Akut perikoronitisin tedavisinde derhal antibiyotik tedavisine başlamak gerekir. Çünkü bu işlem, enfeksiyonun acilen kontrol altına alınmasını, ciddi komplikasyonlarm en aza indirilmesini ve tedavi süresinin kısaltılmasını sağlar. Ancak eğer bir apse meydana geldiyse o zaman direnaj en iyi yoldur. Ciddi vakalarda 6 günlük daha az ciddi vakalarda 3 günlük intramusküler antibiyotik tatbiki yapılır. Hastaya sıcak ağız gargaraları tavsiye edilir. Eğer diş parsiyel çıktıysa ve üst dişlerin tüberkülleri temas ile ağrı meydana getiriyorsa bu dişin fonksiyon dışı olması halinde çekimi veya tüberküllerin aşındırılması düşünülebilir. Yeterli analjeziklerle ağrı kontrol altına alınır. Enfeksiyon kontrol altına alındıktan sonra dişin çıkartılması düşünülür. Bazende diş yerinde bırakılarak dişin üzerindeki kapşon ortadan kaldırılır (operkulektomi).
Klinik tablo subakut perikoronitis şeklinde ise lokal tedaviye çoğu kez cevap verir ve sıklıkla antibiyotik tedavisi gerektirmez. Hastanın ilk baş vurusunda diş çekilebilir. Röntgende dişin kronunuda içine alan geniş radyolüsent bir gölge olabilir, dişin civarına bastırınca koyu kıvamlı kremimsi bir pü gelebilir. Böyle derin cep olan vakalarda dişler çoğunlukla distoangular pozisyondadır ve dişin çekimi en iyi tedavi yoludur. Kronik perikoronitis lokal tedaviye cevap verir ve antibiyotik kullanımı genellikle gerekmez. Çoğu vakada şikayetin tekrarlayacağı düşünülerek çekime gidilir.

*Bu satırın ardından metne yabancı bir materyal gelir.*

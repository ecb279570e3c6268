use filament::http::parser::{ParseError, parse_request_line};
use filament::http::request::Method;

#[test]
fn test_parse_simple_get_request() {
    let parsed = parse_request_line("GET / HTTP/1.1").unwrap();

    assert_eq!(parsed.method, Method::Get);
    assert_eq!(parsed.path, "/");
    assert_eq!(parsed.query, None);
    assert_eq!(parsed.version, "HTTP/1.1");
}

#[test]
fn test_parse_head_request() {
    let parsed = parse_request_line("HEAD /logo.png HTTP/1.0").unwrap();

    assert_eq!(parsed.method, Method::Head);
    assert_eq!(parsed.path, "/logo.png");
    assert_eq!(parsed.version, "HTTP/1.0");
}

#[test]
fn test_parse_all_known_methods() {
    let methods = vec![
        ("GET", Method::Get),
        ("POST", Method::Post),
        ("HEAD", Method::Head),
        ("OPTIONS", Method::Options),
        ("CONNECT", Method::Connect),
        ("TRACE", Method::Trace),
        ("DELETE", Method::Delete),
        ("PUT", Method::Put),
    ];

    for (token, expected) in methods {
        let line = format!("{token} /resource HTTP/1.1");
        let parsed = parse_request_line(&line).unwrap();
        assert_eq!(parsed.method, expected);
    }
}

#[test]
fn test_query_string_split_at_first_question_mark() {
    let parsed = parse_request_line("GET /search?q=rust HTTP/1.1").unwrap();

    assert_eq!(parsed.path, "/search");
    assert_eq!(parsed.query.as_deref(), Some("?q=rust"));
}

#[test]
fn test_query_string_keeps_later_question_marks() {
    // Both halves must come from the original target, not a truncated copy.
    let parsed = parse_request_line("GET /a?b?c HTTP/1.1").unwrap();

    assert_eq!(parsed.path, "/a");
    assert_eq!(parsed.query.as_deref(), Some("?b?c"));
}

#[test]
fn test_ampersands_without_question_mark_stay_in_path() {
    let parsed = parse_request_line("GET /a&b HTTP/1.1").unwrap();

    assert_eq!(parsed.path, "/a&b");
    assert_eq!(parsed.query, None);
}

#[test]
fn test_bare_trailing_question_mark_is_rejected() {
    let result = parse_request_line("GET /a? HTTP/1.1");

    assert!(matches!(result, Err(ParseError::InvalidTarget(_))));
}

#[test]
fn test_unknown_method_is_rejected() {
    let result = parse_request_line("FETCH / HTTP/1.1");

    assert!(matches!(result, Err(ParseError::UnknownMethod(_))));
}

#[test]
fn test_lowercase_method_is_rejected() {
    let result = parse_request_line("get / HTTP/1.1");

    assert!(matches!(result, Err(ParseError::UnknownMethod(_))));
}

#[test]
fn test_missing_version_is_rejected() {
    let result = parse_request_line("GET /");

    assert!(matches!(result, Err(ParseError::MalformedLine(_))));
}

#[test]
fn test_empty_line_is_rejected() {
    let result = parse_request_line("");

    assert!(matches!(result, Err(ParseError::MalformedLine(_))));
}

#[test]
fn test_extra_tokens_are_rejected() {
    let result = parse_request_line("GET / HTTP/1.1 junk");

    assert!(matches!(result, Err(ParseError::MalformedLine(_))));
}

#[test]
fn test_target_starting_with_question_mark_is_rejected() {
    let result = parse_request_line("GET ?q=only HTTP/1.1");

    assert!(matches!(result, Err(ParseError::InvalidTarget(_))));
}

#[test]
fn test_non_http_version_is_rejected() {
    let result = parse_request_line("GET / FTP/1.0");

    assert!(matches!(result, Err(ParseError::InvalidVersion(_))));
}

#[test]
fn test_version_is_echoed_verbatim() {
    let parsed = parse_request_line("GET / HTTP/0.9").unwrap();

    assert_eq!(parsed.version, "HTTP/0.9");
}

Perikoronitisin akut klinik tablosunun dışında gömülü veya yarım gömülü dişler perikoronitise sekonder olarak kan tablosunda da iltihabı bir durum gösterirler. Bakteriyemi ve septisemi komplikasyonlan bu tip akut klinik olaylara örnektir.
Ayrıca sürmüş bir yirmi yaş dişi nasıl komşu lojlara yayılım gösterip akut iltihaplanmalara neden oluyorsa tedavi edilmeyen bir perikoroner enfeksiyonda akut değişimle bu tip yayılımlar yapabilir.

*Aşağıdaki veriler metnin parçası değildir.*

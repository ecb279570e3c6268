use thiserror::Error;

use crate::http::request::{Method, Request};

/// Ways a request line can fail to parse.
///
/// The variants exist for log diagnostics only; the connection handler
/// treats every one of them the same way (close without a reply).
#[derive(Debug, Error, PartialEq, Eq)]
pub enum ParseError {
    #[error("malformed request line: {0:?}")]
    MalformedLine(String),
    #[error("unknown method: {0:?}")]
    UnknownMethod(String),
    #[error("invalid target: {0:?}")]
    InvalidTarget(String),
    #[error("invalid version: {0:?}")]
    InvalidVersion(String),
}

/// Parses one HTTP request line of the form `METHOD SP TARGET SP VERSION`.
///
/// The target is split at the first `?`: everything before it becomes the
/// path, everything from the `?` onward (inclusive) becomes the query
/// string. Both slices come from the original target string.
pub fn parse_request_line(line: &str) -> Result<Request, ParseError> {
    let mut parts = line.split_whitespace();

    let (Some(method_token), Some(target), Some(version)) =
        (parts.next(), parts.next(), parts.next())
    else {
        return Err(ParseError::MalformedLine(line.to_string()));
    };
    if parts.next().is_some() {
        return Err(ParseError::MalformedLine(line.to_string()));
    }

    let method =
        Method::from_token(method_token).ok_or_else(|| ParseError::UnknownMethod(method_token.to_string()))?;

    if target.starts_with('?') {
        return Err(ParseError::InvalidTarget(target.to_string()));
    }

    if !version.starts_with("HTTP/") {
        return Err(ParseError::InvalidVersion(version.to_string()));
    }

    let (path, query) = match target.find('?') {
        Some(pos) => {
            // A bare trailing `?` is not a query string.
            if pos + 1 == target.len() {
                return Err(ParseError::InvalidTarget(target.to_string()));
            }
            (&target[..pos], Some(target[pos..].to_string()))
        }
        None => (target, None),
    };

    Ok(Request {
        method,
        path: path.to_string(),
        query,
        version: version.to_string(),
    })
}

b) Periodontal hastalığın meydana gelmesi: Gömülü dişlerin meydana getirdiği bir başka komplikasyon periodontal sorunlara sebep olmasıdır. Alt gümülü yirmi yaş dişi ikinci moların distalindeki kemik desteğini zayıflatır ve zaten rahat temizlenemeyen bu bölgede periodontal sorunlar olabilir. Düşük dereceli bir gingivitiste bile bakteriler ikinci moların kök ucuna doğru ilerler ve ciddi bir periodontitis ortaya çıkartabilirler. Gömülü 3. molan olan hastalarda 2. moların distalinde derin periodontal cep saptanır, halbuki hastanın ağız hijyeni iyidir ve ağzın diğer bölgelerinde böyle bir problem yoktur. Maksiller 2. molarların distalindeki böyle ceplerin tedavisi alt dişlerinkine göre daha zordur. Bu şekildeki gömülü dişlerin erken dönemde çekimi periodontal problemlerin ortaya çıkmasını engeller.

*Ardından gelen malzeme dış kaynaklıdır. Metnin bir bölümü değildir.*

//! Derived numbers over the workout history

use std::collections::BTreeSet;

use chrono::{Duration, Local, NaiveDate};

use crate::model::{Progress, WorkoutSession};

pub const XP_PER_SESSION: u32 = 150;
pub const XP_PER_LEVEL: u32 = 1000;
/// Body weight assumed for the power score when the profile has none
const DEFAULT_BODY_WEIGHT: f64 = 80.0;

/// Level for a given XP total (level 1 starts at 0 XP)
pub fn level_for(xp: u32) -> u32 {
    xp / XP_PER_LEVEL + 1
}

/// Progress after one more finished workout
pub fn award_session(progress: &Progress) -> Progress {
    let xp = progress.xp + XP_PER_SESSION;
    Progress { xp, level: level_for(xp) }
}

/// Training analytics
pub struct Analytics<'a> {
    sessions: &'a [WorkoutSession],
}

impl<'a> Analytics<'a> {
    /// `sessions` in creation order, as kept in history
    pub fn new(sessions: &'a [WorkoutSession]) -> Self {
        Self { sessions }
    }

    fn local_date(session: &WorkoutSession) -> NaiveDate {
        session.date.with_timezone(&Local).date_naive()
    }

    /// Total lifted volume (kg) across the whole history
    pub fn total_volume(&self) -> f64 {
        self.sessions.iter().map(WorkoutSession::volume).sum()
    }

    /// Volume for exercises whose name contains `exercise` (case-insensitive)
    pub fn exercise_volume(&self, exercise: &str) -> f64 {
        let needle = exercise.to_lowercase();
        self.sessions
            .iter()
            .flat_map(|s| s.exercises.iter())
            .filter(|e| e.name.to_lowercase().contains(&needle))
            .map(|e| e.volume())
            .sum()
    }

    /// Mean set difficulty for matching exercises, `None` if never done
    pub fn average_difficulty(&self, exercise: &str) -> Option<f64> {
        let needle = exercise.to_lowercase();
        let ratings: Vec<f64> = self
            .sessions
            .iter()
            .flat_map(|s| s.exercises.iter())
            .filter(|e| e.name.to_lowercase().contains(&needle))
            .flat_map(|e| e.sets.iter().map(|s| s.difficulty as f64))
            .collect();

        if ratings.is_empty() {
            return None;
        }
        Some(ratings.iter().sum::<f64>() / ratings.len() as f64)
    }

    /// Score per session for the last 7 workouts:
    /// volume / body weight + 10 per exercise
    pub fn power_scores(&self, body_weight: Option<f64>) -> Vec<(NaiveDate, i64)> {
        let weight = body_weight.filter(|w| *w > 0.0).unwrap_or(DEFAULT_BODY_WEIGHT);
        let start = self.sessions.len().saturating_sub(7);

        self.sessions[start..]
            .iter()
            .map(|s| {
                let bonus = s.exercises.len() as f64 * 10.0;
                let score = (s.volume() / weight + bonus).round() as i64;
                (Self::local_date(s), score)
            })
            .collect()
    }

    /// Seven days ending `today`, each flagged if a workout happened
    pub fn activity_strip(&self, today: NaiveDate) -> Vec<(NaiveDate, bool)> {
        let days = self.training_days();
        (0..7)
            .rev()
            .map(|i| {
                let day = today - Duration::days(i);
                (day, days.contains(&day))
            })
            .collect()
    }

    /// Consecutive training days ending today (or yesterday, if today is still open)
    pub fn current_streak(&self, today: NaiveDate) -> u32 {
        let days = self.training_days();
        let mut day = if days.contains(&today) {
            today
        } else {
            today - Duration::days(1)
        };

        let mut streak = 0;
        while days.contains(&day) {
            streak += 1;
            day -= Duration::days(1);
        }
        streak
    }

    fn training_days(&self) -> BTreeSet<NaiveDate> {
        self.sessions.iter().map(Self::local_date).collect()
    }

    /// Get training frequency (sessions per week)
    pub fn weekly_frequency(&self) -> f64 {
        if self.sessions.len() < 2 {
            return 0.0;
        }

        let days = self.training_days();
        let (Some(first), Some(last)) = (days.first(), days.last()) else {
            return 0.0;
        };
        let span = (*last - *first).num_days() as f64;

        if span == 0.0 {
            return self.sessions.len() as f64;
        }

        (self.sessions.len() as f64 / span) * 7.0
    }

    /// Total time spent training, in seconds
    pub fn total_duration(&self) -> u64 {
        self.sessions.iter().map(|s| s.duration_seconds).sum()
    }
}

c) Diş çürüklerinin meydana gelmesi: Yirmi yaş dişi kısmen veya tamamen gömülü olduğu zaman diş çürüğüne neden olan bakteriler hem 2. moların distalini hem de 3. molarları etkiler ve her iki dişte birden çürük meydana gelebilir. Gömülü diş ağız içinde hiç görülmese bile çürük yine meydana gelebilir.
d) Kök rezorpsiyonu: Gömülü diş komşu olduğu ve intifa etmiş dişin kökü üzerine belli bir basınç yaparak onun rezorbe olmasına neden olabilir. Gömülü diş çıkartıldıktan sonra rezorbe olan köklerde sement tamiri olabilir veya böyle dişlere endodontik tedavide gerekebilir.
e) Protez kullanımının engellenmesi: Dişsiz bir ağızda protez uygulamasına geçmeden önce eğer gömülü diş varsa bunların cerrahi olarak çıkartılmaları gerekir. Alveoler kretteki rezorbsiyona ve protezin baskısına bağlı olarak zaman içinde bu gömülü dişlerde pasif erüpsiyon ortaya çıkabilir. Mukozada ülserasyonlar ve odontojenik enfeksiyonlar belirebilir.
f) Odontojenik kist ve tümörlerin meydana gelmesi: Gömülü diş alveoler kemiğin içerisinde kaldığında folliküler kesede onunla birlikte kalmaktadır. Bu kese kistik dejenerasyona uğrayarak dentigeröz kist veya keratokiste dönüşebilir. Eğer hasta takip edilirse sorun olmaz fakat kontrolsüz vakalarda hasta başvurduğunda kistin boyutları çok fazla büyümüş olabilir. Eğer dişin kronu etrafındaki radyolüsent alan 3 mm'yi geçerse dentigeröz kist teşhisi yanlış olmaz. Dental follikül epitelinden odontojenik tümörlerde gelişebilir. Bu konuda en popüler olan ameloblastomdur.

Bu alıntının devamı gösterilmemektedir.